■ Exercise aim: Within the records below, find each line that holds the string "PartialEq", then copy it.

*** Opening Records provided ***

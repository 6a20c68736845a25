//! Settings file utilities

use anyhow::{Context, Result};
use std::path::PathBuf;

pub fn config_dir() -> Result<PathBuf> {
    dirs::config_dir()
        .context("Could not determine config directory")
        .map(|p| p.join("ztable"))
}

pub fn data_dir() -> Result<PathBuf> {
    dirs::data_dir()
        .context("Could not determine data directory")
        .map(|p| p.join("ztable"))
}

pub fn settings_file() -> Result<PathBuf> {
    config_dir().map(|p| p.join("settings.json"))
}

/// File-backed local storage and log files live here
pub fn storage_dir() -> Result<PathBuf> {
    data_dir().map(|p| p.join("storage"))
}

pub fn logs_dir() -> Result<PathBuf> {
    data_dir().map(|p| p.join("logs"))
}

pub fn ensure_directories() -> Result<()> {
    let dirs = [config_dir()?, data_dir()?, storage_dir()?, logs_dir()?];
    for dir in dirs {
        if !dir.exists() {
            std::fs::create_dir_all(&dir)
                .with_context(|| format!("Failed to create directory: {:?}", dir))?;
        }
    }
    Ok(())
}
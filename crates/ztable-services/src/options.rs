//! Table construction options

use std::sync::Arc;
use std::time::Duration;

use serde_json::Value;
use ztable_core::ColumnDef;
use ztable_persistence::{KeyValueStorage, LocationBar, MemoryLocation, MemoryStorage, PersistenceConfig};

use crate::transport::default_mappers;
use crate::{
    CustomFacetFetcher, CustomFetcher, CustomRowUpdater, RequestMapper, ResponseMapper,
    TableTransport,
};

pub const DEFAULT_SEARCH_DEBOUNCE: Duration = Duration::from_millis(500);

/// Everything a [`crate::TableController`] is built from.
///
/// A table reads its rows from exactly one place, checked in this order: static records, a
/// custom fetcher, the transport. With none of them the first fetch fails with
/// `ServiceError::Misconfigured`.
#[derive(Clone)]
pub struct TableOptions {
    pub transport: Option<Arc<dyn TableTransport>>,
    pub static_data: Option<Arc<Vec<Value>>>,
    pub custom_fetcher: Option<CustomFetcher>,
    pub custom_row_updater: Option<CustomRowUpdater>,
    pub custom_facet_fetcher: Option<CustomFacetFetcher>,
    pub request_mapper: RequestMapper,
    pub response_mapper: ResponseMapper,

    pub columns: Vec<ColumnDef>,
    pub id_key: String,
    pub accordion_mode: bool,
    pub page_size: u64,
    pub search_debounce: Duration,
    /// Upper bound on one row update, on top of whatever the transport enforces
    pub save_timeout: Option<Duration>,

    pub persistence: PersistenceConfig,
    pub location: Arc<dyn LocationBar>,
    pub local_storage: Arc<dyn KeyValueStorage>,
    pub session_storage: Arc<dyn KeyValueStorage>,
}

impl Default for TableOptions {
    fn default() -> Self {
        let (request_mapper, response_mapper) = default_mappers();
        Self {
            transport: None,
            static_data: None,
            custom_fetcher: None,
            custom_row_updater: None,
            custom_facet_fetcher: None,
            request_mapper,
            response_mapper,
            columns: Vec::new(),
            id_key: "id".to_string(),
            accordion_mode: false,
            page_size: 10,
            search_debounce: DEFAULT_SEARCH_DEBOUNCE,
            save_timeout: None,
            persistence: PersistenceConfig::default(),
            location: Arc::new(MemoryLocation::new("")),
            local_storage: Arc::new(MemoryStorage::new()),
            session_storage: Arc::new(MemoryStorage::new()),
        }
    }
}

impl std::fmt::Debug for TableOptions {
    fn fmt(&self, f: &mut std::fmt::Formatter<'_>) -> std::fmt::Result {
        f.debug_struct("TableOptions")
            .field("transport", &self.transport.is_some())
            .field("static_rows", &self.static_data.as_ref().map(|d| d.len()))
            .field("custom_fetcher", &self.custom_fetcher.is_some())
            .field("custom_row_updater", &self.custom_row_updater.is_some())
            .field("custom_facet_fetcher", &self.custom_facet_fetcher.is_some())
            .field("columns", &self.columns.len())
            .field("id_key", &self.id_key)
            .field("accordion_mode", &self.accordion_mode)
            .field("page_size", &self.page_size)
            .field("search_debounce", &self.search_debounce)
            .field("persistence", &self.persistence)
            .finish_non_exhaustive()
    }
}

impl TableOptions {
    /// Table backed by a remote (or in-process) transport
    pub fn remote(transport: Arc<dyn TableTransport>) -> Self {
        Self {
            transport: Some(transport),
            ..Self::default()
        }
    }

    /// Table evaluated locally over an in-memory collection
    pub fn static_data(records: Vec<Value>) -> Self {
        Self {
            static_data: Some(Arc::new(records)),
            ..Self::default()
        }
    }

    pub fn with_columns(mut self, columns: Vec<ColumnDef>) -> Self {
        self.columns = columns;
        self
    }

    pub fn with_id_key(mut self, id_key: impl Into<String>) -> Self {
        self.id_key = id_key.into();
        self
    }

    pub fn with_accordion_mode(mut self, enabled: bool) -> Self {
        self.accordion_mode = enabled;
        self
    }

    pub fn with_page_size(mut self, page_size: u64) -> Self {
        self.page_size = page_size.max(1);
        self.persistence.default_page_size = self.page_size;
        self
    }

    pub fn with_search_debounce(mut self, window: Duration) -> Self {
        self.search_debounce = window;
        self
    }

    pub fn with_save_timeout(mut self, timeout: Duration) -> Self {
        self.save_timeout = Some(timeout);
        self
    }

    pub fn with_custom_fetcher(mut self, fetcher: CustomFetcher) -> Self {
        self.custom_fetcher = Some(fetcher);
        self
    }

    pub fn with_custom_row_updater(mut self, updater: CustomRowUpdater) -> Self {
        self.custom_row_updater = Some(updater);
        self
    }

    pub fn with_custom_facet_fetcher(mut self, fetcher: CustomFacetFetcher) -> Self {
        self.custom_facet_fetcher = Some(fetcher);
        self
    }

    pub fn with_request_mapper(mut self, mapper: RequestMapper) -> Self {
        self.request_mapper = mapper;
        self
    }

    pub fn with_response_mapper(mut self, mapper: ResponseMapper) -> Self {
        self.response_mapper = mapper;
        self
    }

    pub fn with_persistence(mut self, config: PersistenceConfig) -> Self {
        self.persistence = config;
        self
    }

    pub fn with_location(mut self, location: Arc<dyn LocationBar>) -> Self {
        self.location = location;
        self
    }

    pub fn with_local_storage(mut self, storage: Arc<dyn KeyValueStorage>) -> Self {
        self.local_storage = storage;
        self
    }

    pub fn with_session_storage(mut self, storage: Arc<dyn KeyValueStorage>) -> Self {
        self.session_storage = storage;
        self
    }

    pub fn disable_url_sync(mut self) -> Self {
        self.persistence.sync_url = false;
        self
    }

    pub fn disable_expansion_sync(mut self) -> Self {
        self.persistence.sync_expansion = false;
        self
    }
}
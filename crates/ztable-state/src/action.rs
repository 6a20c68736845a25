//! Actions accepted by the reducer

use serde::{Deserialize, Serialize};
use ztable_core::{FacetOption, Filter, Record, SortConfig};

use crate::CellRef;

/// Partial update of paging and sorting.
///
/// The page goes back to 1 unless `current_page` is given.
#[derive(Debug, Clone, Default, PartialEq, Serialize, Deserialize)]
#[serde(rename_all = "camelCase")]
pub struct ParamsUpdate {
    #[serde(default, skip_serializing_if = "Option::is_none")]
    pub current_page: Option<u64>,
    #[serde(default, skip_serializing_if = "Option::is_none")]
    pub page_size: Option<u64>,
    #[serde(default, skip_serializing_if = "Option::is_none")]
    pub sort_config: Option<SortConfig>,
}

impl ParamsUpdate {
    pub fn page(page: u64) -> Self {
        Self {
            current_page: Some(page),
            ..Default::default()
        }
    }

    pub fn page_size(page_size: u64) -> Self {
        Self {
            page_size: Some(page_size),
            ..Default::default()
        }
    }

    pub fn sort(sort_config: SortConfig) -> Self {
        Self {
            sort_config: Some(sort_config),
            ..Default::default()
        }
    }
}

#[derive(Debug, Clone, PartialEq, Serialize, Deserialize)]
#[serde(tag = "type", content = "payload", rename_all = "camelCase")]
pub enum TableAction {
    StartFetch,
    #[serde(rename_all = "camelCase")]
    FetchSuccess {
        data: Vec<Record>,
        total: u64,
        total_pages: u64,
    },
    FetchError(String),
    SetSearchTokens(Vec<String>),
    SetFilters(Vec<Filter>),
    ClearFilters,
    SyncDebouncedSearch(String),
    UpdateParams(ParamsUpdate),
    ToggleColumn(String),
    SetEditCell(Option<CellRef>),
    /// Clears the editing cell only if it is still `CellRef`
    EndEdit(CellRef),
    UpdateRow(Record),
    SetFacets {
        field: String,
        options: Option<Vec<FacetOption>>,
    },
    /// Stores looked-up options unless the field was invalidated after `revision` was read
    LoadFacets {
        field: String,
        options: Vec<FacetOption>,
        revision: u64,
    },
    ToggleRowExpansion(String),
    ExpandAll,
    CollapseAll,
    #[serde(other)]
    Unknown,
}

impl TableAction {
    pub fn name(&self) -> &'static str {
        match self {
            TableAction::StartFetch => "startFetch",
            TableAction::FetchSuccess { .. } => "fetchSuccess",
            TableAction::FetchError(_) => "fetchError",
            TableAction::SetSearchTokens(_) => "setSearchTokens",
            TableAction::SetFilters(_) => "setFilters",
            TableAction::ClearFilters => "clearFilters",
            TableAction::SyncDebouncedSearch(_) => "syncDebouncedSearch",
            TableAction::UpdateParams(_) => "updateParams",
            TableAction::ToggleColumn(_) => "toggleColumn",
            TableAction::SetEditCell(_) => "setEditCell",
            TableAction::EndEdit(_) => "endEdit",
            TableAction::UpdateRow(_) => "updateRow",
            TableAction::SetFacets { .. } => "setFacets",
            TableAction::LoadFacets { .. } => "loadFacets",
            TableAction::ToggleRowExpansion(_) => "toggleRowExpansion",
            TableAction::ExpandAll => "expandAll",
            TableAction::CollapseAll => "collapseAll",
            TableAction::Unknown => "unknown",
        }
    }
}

*** Closing Records provided ***

■ Solution:
#[derive(Debug, Clone, Default, PartialEq, Serialize, Deserialize)]
#[derive(Debug, Clone, PartialEq, Serialize, Deserialize)]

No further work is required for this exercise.